*** RECORDS TO PROCESS Section Begins ***

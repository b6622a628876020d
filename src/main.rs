mod aml;
mod config;
mod matcher;
mod pipeline;
mod record;
mod source;
mod store;
mod text;

use std::path::{Path, PathBuf};
use std::time::Instant;

use anyhow::{Context, Result};
use clap::{Parser, Subcommand};
use serde_json::Value;
use tracing::{info, warn};

use crate::config::Config;
use crate::record::Record;
use crate::store::DocumentStore;

/// Similarity floor for the ad hoc matcher command, mirroring the pipeline
/// default.
const TEST_MATCH_THRESHOLD: u8 = 90;

#[derive(Parser)]
#[command(name = "content_loader", about = "Content loader and reconciliation pipeline")]
struct Cli {
    /// Path to the content database
    #[arg(long, default_value = "data/content.sqlite")]
    db: PathBuf,
    #[command(subcommand)]
    command: Commands,
}

#[derive(Subcommand)]
enum Commands {
    /// Fetch documents, run the reconciliation pipeline, store the results
    Load {
        /// Reload a single document by id, preserving existing content.
        /// Specify multiple times for multiple documents.
        #[arg(long = "id")]
        ids: Vec<String>,
        /// Perform the load from the locally cached documents
        #[arg(long)]
        local: bool,
        /// Save a local cache of source documents and quit
        #[arg(long)]
        save_local: bool,
        /// Local cache file path
        #[arg(long, default_value = "local_cache.json")]
        cache: PathBuf,
        /// Base URL of the document source (or CONTENT_SOURCE_URL)
        #[arg(long)]
        source_url: Option<String>,
        /// Title of the configuration document
        #[arg(long, default_value = "CONFIG")]
        config_title: String,
    },
    /// Fuzzy match a string against stored content slugs
    TestMatch { query: String },
    /// Per-type document counts
    Stats,
    /// Delete the content database
    DeleteDb {
        /// Skip confirmation
        #[arg(long)]
        yes: bool,
    },
}

#[tokio::main]
async fn main() -> Result<()> {
    tracing_subscriber::fmt()
        .with_env_filter(
            tracing_subscriber::EnvFilter::try_from_default_env()
                .unwrap_or_else(|_| "info".into()),
        )
        .init();

    let t0 = Instant::now();
    let cli = Cli::parse();

    let result = match cli.command {
        Commands::Load { ids, local, save_local, cache, source_url, config_title } => {
            run_load(&cli.db, ids, local, save_local, &cache, source_url, &config_title).await
        }
        Commands::TestMatch { query } => {
            let store = DocumentStore::open(&cli.db)?;
            let slugs: Vec<String> = store
                .all_content()?
                .into_iter()
                .filter_map(|(_, _, body)| {
                    body.get("slug").and_then(Value::as_str).map(str::to_string)
                })
                .collect();
            match matcher::best_match(
                &query,
                slugs.iter().map(String::as_str),
                TEST_MATCH_THRESHOLD,
            ) {
                Some((i, score)) => {
                    println!("Found match \"{}\" ({}) for string \"{}\"", slugs[i], score, query)
                }
                None => println!("No match for string \"{}\"", query),
            }
            Ok(())
        }
        Commands::Stats => {
            let store = DocumentStore::open(&cli.db)?;
            let counts = store.counts_by_type()?;
            if counts.is_empty() {
                println!("No documents stored.");
            }
            for (kind, count) in counts {
                println!("{:<12} {}", kind, count);
            }
            Ok(())
        }
        Commands::DeleteDb { yes } => {
            if yes || confirm(&format!("Delete the database {:?} [y/N]? ", cli.db))? {
                store::destroy(&cli.db)?;
                println!("Deleted.");
            }
            Ok(())
        }
    };

    let elapsed = t0.elapsed();
    if elapsed.as_secs() >= 1 {
        println!("\nDone in {:.1}s", elapsed.as_secs_f64());
    }

    result
}

async fn run_load(
    db: &Path,
    ids: Vec<String>,
    local: bool,
    save_local: bool,
    cache: &Path,
    source_url: Option<String>,
    config_title: &str,
) -> Result<()> {
    let documents = if local {
        source::load_cache(cache)?
    } else {
        let url = source_url
            .or_else(|| std::env::var("CONTENT_SOURCE_URL").ok())
            .context("--source-url or CONTENT_SOURCE_URL must be set unless --local is used")?;
        source::fetch_documents(&url).await?
    };

    if save_local {
        source::save_cache(cache, &documents)?;
        println!("Saved {} documents to {}", documents.len(), cache.display());
        return Ok(());
    }

    // The pipeline cannot run without a type and relationship schema
    let config_doc = documents
        .iter()
        .find(|d| d.title == config_title)
        .with_context(|| format!("can't find a config document titled {config_title:?}"))?;
    let config = Config::resolve(&config_doc.text)?;
    info!("load: configuration options from source document {:?}", config_title);

    let store = DocumentStore::open(db)?;

    // A full reload is triggered when no ids are specified
    let full_reload = ids.is_empty();
    let existing: Vec<Record> = if full_reload {
        info!("db: not preserving existing content");
        store.clear()?;
        Vec::new()
    } else {
        info!("db: preserving existing content");
        store
            .all_content()?
            .into_iter()
            .filter_map(|(_, rev, body)| Record::from_doc(&body, Some(rev)))
            .collect()
    };

    let published: Vec<_> = source::select_published(&documents, &config, &ids)
        .into_iter()
        .filter(|d| d.id != config_doc.id)
        .collect();
    if published.is_empty() {
        warn!("skip: no documents to load");
        return Ok(());
    }
    println!("Loading {} documents...", published.len());

    let (records, counts) = pipeline::run(published, existing, &config);

    let config_rev = store.get("config:api")?.map(|d| d.rev);
    let mut docs: Vec<(String, Option<String>, Value)> =
        vec![("config:api".to_string(), config_rev, config.to_doc())];
    for record in &records {
        docs.push((record.id(), record.rev.clone(), record.to_doc()));
    }
    let stats = store.save_all(docs)?;

    counts.print();
    println!(
        "Saved {} docs ({} conflict retries, {} unresolved).",
        stats.saved, stats.recovered, stats.conflicts
    );
    Ok(())
}

fn confirm(prompt: &str) -> Result<bool> {
    use std::io::Write;
    print!("{prompt}");
    std::io::stdout().flush()?;
    let mut answer = String::new();
    std::io::stdin().read_line(&mut answer)?;
    Ok(answer.trim().eq_ignore_ascii_case("y"))
}
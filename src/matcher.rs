//! Fuzzy title matching. Reference fields are written by hand, so every
//! lookup must tolerate spelling variance, word reordering and historical
//! renames.

use std::cell::RefCell;
use std::collections::hash_map::DefaultHasher;
use std::collections::{BTreeMap, BTreeSet, HashMap, HashSet};
use std::hash::{Hash, Hasher};

use tracing::info;

/// Similarity score in [0, 100]: the best of a character-level indel ratio,
/// a normalized Levenshtein ratio and a token-set comparison that forgives
/// word order.
pub fn score(a: &str, b: &str) -> u8 {
    let a_n = normalize(a);
    let b_n = normalize(b);
    if a_n.is_empty() || b_n.is_empty() {
        return 0;
    }

    let plain = indel_ratio(&a_n, &b_n);
    let lev = (strsim::normalized_levenshtein(&a_n, &b_n) * 100.0).round() as u8;

    let ta = tokens(&a_n);
    let tb = tokens(&b_n);
    let inter: Vec<&str> =
        ta.intersection(&tb).map(String::as_str).collect();
    let diff_a: Vec<&str> = ta.difference(&tb).map(String::as_str).collect();
    let diff_b: Vec<&str> = tb.difference(&ta).map(String::as_str).collect();
    let s0 = inter.join(" ");
    let s1 = join_parts(&s0, &diff_a);
    let s2 = join_parts(&s0, &diff_b);
    let token_set = indel_ratio(&s0, &s1)
        .max(indel_ratio(&s0, &s2))
        .max(indel_ratio(&s1, &s2));

    plain.max(lev).max(token_set)
}

/// Highest-scoring candidate at or above `threshold`; ties keep the earliest.
pub fn best_match<'a, I>(query: &str, candidates: I, threshold: u8) -> Option<(usize, u8)>
where
    I: IntoIterator<Item = &'a str>,
{
    let mut best: Option<(usize, u8)> = None;
    for (i, candidate) in candidates.into_iter().enumerate() {
        let s = score(query, candidate);
        if best.map_or(true, |(_, b)| s > b) {
            best = Some((i, s));
        }
    }
    best.filter(|&(_, s)| s >= threshold)
}

/// A matcher over one fixed candidate set. Lookups are cached per query; the
/// fingerprint is a content hash of the candidate titles, so a mutated set
/// means building a new matcher rather than silently reusing stale entries.
pub struct ContentMatcher {
    titles: Vec<String>,
    fingerprint: u64,
    renames: BTreeMap<String, String>,
    rename_threshold: u8,
    cache: RefCell<HashMap<(String, u8), Option<usize>>>,
    rename_logged: RefCell<HashSet<String>>,
}

impl ContentMatcher {
    pub fn new(
        titles: Vec<String>,
        renames: &BTreeMap<String, String>,
        rename_threshold: u8,
    ) -> Self {
        let mut hasher = DefaultHasher::new();
        titles.hash(&mut hasher);
        let fingerprint = hasher.finish();
        ContentMatcher {
            titles,
            fingerprint,
            renames: renames.clone(),
            rename_threshold,
            cache: RefCell::new(HashMap::new()),
            rename_logged: RefCell::new(HashSet::new()),
        }
    }

    pub fn fingerprint(&self) -> u64 {
        self.fingerprint
    }

    pub fn is_empty(&self) -> bool {
        self.titles.is_empty()
    }

    pub fn title(&self, idx: usize) -> &str {
        &self.titles[idx]
    }

    /// Resolve a hand-typed name to a candidate index, absorbing historical
    /// renames first.
    pub fn find(&self, name: &str, threshold: u8) -> Option<usize> {
        let key = (name.to_string(), threshold);
        if let Some(cached) = self.cache.borrow().get(&key) {
            return *cached;
        }

        let mut name = name.to_string();
        if !self.renames.is_empty() {
            let keys: Vec<&str> = self.renames.keys().map(String::as_str).collect();
            if let Some((i, _)) = best_match(&name, keys.iter().copied(), self.rename_threshold) {
                let renamed = &self.renames[keys[i]];
                if self.rename_logged.borrow_mut().insert(name.clone()) {
                    info!("renamed: reference changed from {:?} to {:?}", name, renamed);
                }
                name = renamed.clone();
            }
        }

        let hit = best_match(&name, self.titles.iter().map(String::as_str), threshold)
            .map(|(i, _)| i);
        self.cache.borrow_mut().insert(key, hit);
        hit
    }
}

// Lowercase, strip everything but letters/digits to spaces, collapse runs.
fn normalize(s: &str) -> String {
    let mut out = String::with_capacity(s.len());
    for c in s.to_lowercase().chars() {
        if c.is_alphanumeric() {
            out.push(c);
        } else if !out.ends_with(' ') {
            out.push(' ');
        }
    }
    out.trim().to_string()
}

fn tokens(s: &str) -> BTreeSet<String> {
    s.split_whitespace().map(str::to_string).collect()
}

fn join_parts(base: &str, extra: &[&str]) -> String {
    let mut out = base.to_string();
    for part in extra {
        if !out.is_empty() {
            out.push(' ');
        }
        out.push_str(part);
    }
    out
}

// Ratio of the longest common subsequence against both lengths, the usual
// sequence-matcher formulation.
fn indel_ratio(a: &str, b: &str) -> u8 {
    if a.is_empty() && b.is_empty() {
        return 100;
    }
    if a.is_empty() || b.is_empty() {
        return 0;
    }
    let a: Vec<char> = a.chars().collect();
    let b: Vec<char> = b.chars().collect();
    let lcs = lcs_len(&a, &b);
    ((200.0 * lcs as f64) / ((a.len() + b.len()) as f64)).round() as u8
}

fn lcs_len(a: &[char], b: &[char]) -> usize {
    let mut prev = vec![0usize; b.len() + 1];
    let mut row = vec![0usize; b.len() + 1];
    for &ca in a {
        for (j, &cb) in b.iter().enumerate() {
            row[j + 1] = if ca == cb { prev[j] + 1 } else { row[j].max(prev[j + 1]) };
        }
        std::mem::swap(&mut prev, &mut row);
    }
    prev[b.len()]
}

// ── Tests ──
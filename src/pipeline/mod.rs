pub mod extract;
pub mod language;
pub mod relations;
pub mod translate;
pub mod xref;

use std::collections::BTreeMap;

use indicatif::{ProgressBar, ProgressStyle};
use rayon::prelude::*;

use crate::config::Config;
use crate::record::Record;
use crate::source::SourceDocument;

pub struct PipelineCounts {
    pub documents: usize,
    pub extracted: usize,
    pub skipped: usize,
    pub canonical: usize,
    pub translations: usize,
}

impl PipelineCounts {
    pub fn print(&self) {
        println!(
            "Processed {} documents: {} extracted, {} skipped; {} canonical records carrying {} translations.",
            self.documents, self.extracted, self.skipped, self.canonical, self.translations,
        );
    }
}

/// Run the full reconciliation pipeline over one batch of source documents.
/// `existing` carries previously persisted records on incremental runs; a
/// re-extracted document replaces its stored version but keeps the stored
/// revision and translations. All stages run strictly in sequence over the
/// whole batch; nothing is written until the caller persists the result.
pub fn run(
    documents: Vec<SourceDocument>,
    existing: Vec<Record>,
    config: &Config,
) -> (Vec<Record>, PipelineCounts) {
    let total = documents.len();

    // Extraction of one document never depends on another
    let pb = ProgressBar::new(total as u64);
    pb.set_style(
        ProgressStyle::default_bar()
            .template("{spinner:.green} [{elapsed_precise}] [{bar:40.cyan/blue}] {pos}/{len} ({per_sec})")
            .unwrap()
            .progress_chars("#>-"),
    );
    let extracted: Vec<Record> = documents
        .par_iter()
        .filter_map(|document| {
            let record = extract::extract(document, config);
            pb.inc(1);
            record
        })
        .collect();
    pb.finish_and_clear();
    let skipped = total - extracted.len();
    let extracted_count = extracted.len();

    // Fold into previously persisted content by source document identity
    let mut by_document_id: BTreeMap<String, Record> = existing
        .into_iter()
        .map(|r| (r.provenance.document_id.clone(), r))
        .collect();
    for mut record in extracted {
        if let Some(previous) = by_document_id.get(&record.provenance.document_id) {
            record.rev = previous.rev.clone();
            record.translations = previous.translations.clone();
        }
        by_document_id.insert(record.provenance.document_id.clone(), record);
    }
    let mut records: Vec<Record> = by_document_id.into_values().collect();

    language::tag_languages(&mut records, config);
    let mut records = translate::merge_translations(records, config);
    relations::resolve_relationships(&mut records, config);
    xref::patch_references(&mut records, config);

    let translations = records.iter().map(|r| r.translations.len()).sum();
    let counts = PipelineCounts {
        documents: total,
        extracted: extracted_count,
        skipped,
        canonical: records.len(),
        translations,
    };
    (records, counts)
}

// ── Tests ──

#[cfg(test)]
mod tests {
    use super::*;
    use chrono::TimeZone;
    use serde_json::json;

    fn doc(id: &str, title: &str, text: &str) -> SourceDocument {
        SourceDocument {
            id: id.to_string(),
            title: title.to_string(),
            folder: "CONTENT".to_string(),
            text: text.to_string(),
            modified: chrono::Utc.with_ymd_and_hms(2016, 4, 12, 0, 0, 0).unwrap(),
            link: format!("https://example.org/{id}"),
        }
    }

    fn config() -> Config {
        Config::resolve(
            "language-default: en\n[language-all]\n* en\n* es\n[]\n\
             [types-tool]\none: tactic\nmany: tactics\n[]\n\
             {plural-keys}\nallies: ally\n{}\n\
             {two-way-tools}\nallies: tactic\n{}\n\
             [markdown]\n* what\n[]\n",
        )
        .unwrap()
    }

    #[test]
    fn end_to_end_batch() {
        let documents = vec![
            doc(
                "d1",
                "Labor Unions DONE",
                "tactic: Labor Unions\nlang: en\nwhat: Organized workers acting together.\n",
            ),
            doc(
                "d2",
                "Boycott DONE",
                "tactic: Boycott\nlang: en\n\
                 what: Withdraw support. See [](Labor Unions) for partners.\n\
                 allies: labour union\n",
            ),
            doc(
                "d3",
                "Boicot DONE",
                "tactic: Boicot\nlang: es\ndefault-language-content: Boycott\n",
            ),
        ];
        let (records, counts) = run(documents, Vec::new(), &config());

        assert_eq!(counts.documents, 3);
        assert_eq!(counts.extracted, 3);
        assert_eq!(counts.canonical, 2);
        assert_eq!(counts.translations, 1);

        let boycott = records.iter().find(|r| r.slug == "boycott").unwrap();
        assert_eq!(boycott.fields["allies"], json!(["labor-unions"]));
        assert_eq!(boycott.translations["es"].fields["title"], "Boicot");
        assert!(!boycott.fresh);
        assert!(boycott
            .fields["what"]
            .as_str()
            .unwrap()
            .contains("[TACTIC: Labor Unions](/tool/labor-unions)"));

        // Backward propagation completes the ally link from the other side
        let unions = records.iter().find(|r| r.slug == "labor-unions").unwrap();
        assert_eq!(unions.fields["allies"], json!(["boycott"]));
    }

    #[test]
    fn incremental_run_preserves_revision_and_translations() {
        let config = config();
        let first_docs = vec![
            doc("d1", "Boycott DONE", "tactic: Boycott\nlang: en\n"),
            doc(
                "d2",
                "Boicot DONE",
                "tactic: Boicot\nlang: es\ndefault-language-content: Boycott\n",
            ),
        ];
        let (first, _) = run(first_docs, Vec::new(), &config);
        let mut stored = first[0].clone();
        stored.rev = Some("7".to_string());

        // Re-extract only the canonical document; the detached translation is
        // not in this batch but must survive through the stored record
        let second_docs =
            vec![doc("d1", "Boycott DONE", "tactic: Boycott\nlang: en\nwhat: updated\n")];
        let (second, _) = run(second_docs, vec![stored], &config);

        assert_eq!(second.len(), 1);
        assert_eq!(second[0].rev.as_deref(), Some("7"));
        assert_eq!(second[0].fields["what"], "updated");
        assert_eq!(second[0].translations["es"].fields["title"], "Boicot");
    }

    #[test]
    fn malformed_documents_never_abort_the_batch() {
        let documents = vec![
            doc("d1", "Boycott DONE", "tactic: Boycott\nlang: en\n"),
            doc("d2", "Junk DONE", "complete nonsense with no keys at all\n"),
        ];
        let (records, counts) = run(documents, Vec::new(), &config());
        assert_eq!(records.len(), 1);
        assert_eq!(counts.skipped, 1);
    }
}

*** RECORDS TO PROCESS Section Ends ***

• [EXERCISE BRIEF]
Work through the material and count the lines containing "info". Answer with the number alone.

• [RESPONSE]
7